- **TASK OBJECTIVE**
For the entries below, how many lines contain the word "index"? Reply with the number and nothing else.

- **AVAILABLE RECORDS**

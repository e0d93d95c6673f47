//! Argument list rendering shared by the invocation synthesizers.

use proc_macro2::{Literal, TokenStream};
use quote::quote;

use crate::descriptor::ParameterDescriptor;

/// One local variable reference per parameter, in binding order. Used by the
/// plain invocation.
pub fn direct_args(parameters: &[ParameterDescriptor]) -> Vec<TokenStream> {
    parameters
        .iter()
        .map(|param| {
            let ident = param.arg_ident();
            quote! { #ident }
        })
        .collect()
}

/// One positional extraction per parameter, reading back from the filter
/// invocation context. Position `i` carries the i-th parameter's declared
/// base type, and the extraction is always asserted non-empty regardless of
/// declared optionality: the context stores arguments type-erased.
pub fn extracted_args(parameters: &[ParameterDescriptor]) -> Vec<TokenStream> {
    parameters
        .iter()
        .enumerate()
        .map(|(index, param)| {
            let ty = &param.ty;
            let index = Literal::usize_unsuffixed(index);
            quote! { __fc.argument::<#ty>(#index).unwrap() }
        })
        .collect()
}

- **ANSWER FOR THIS EXERCISE**
3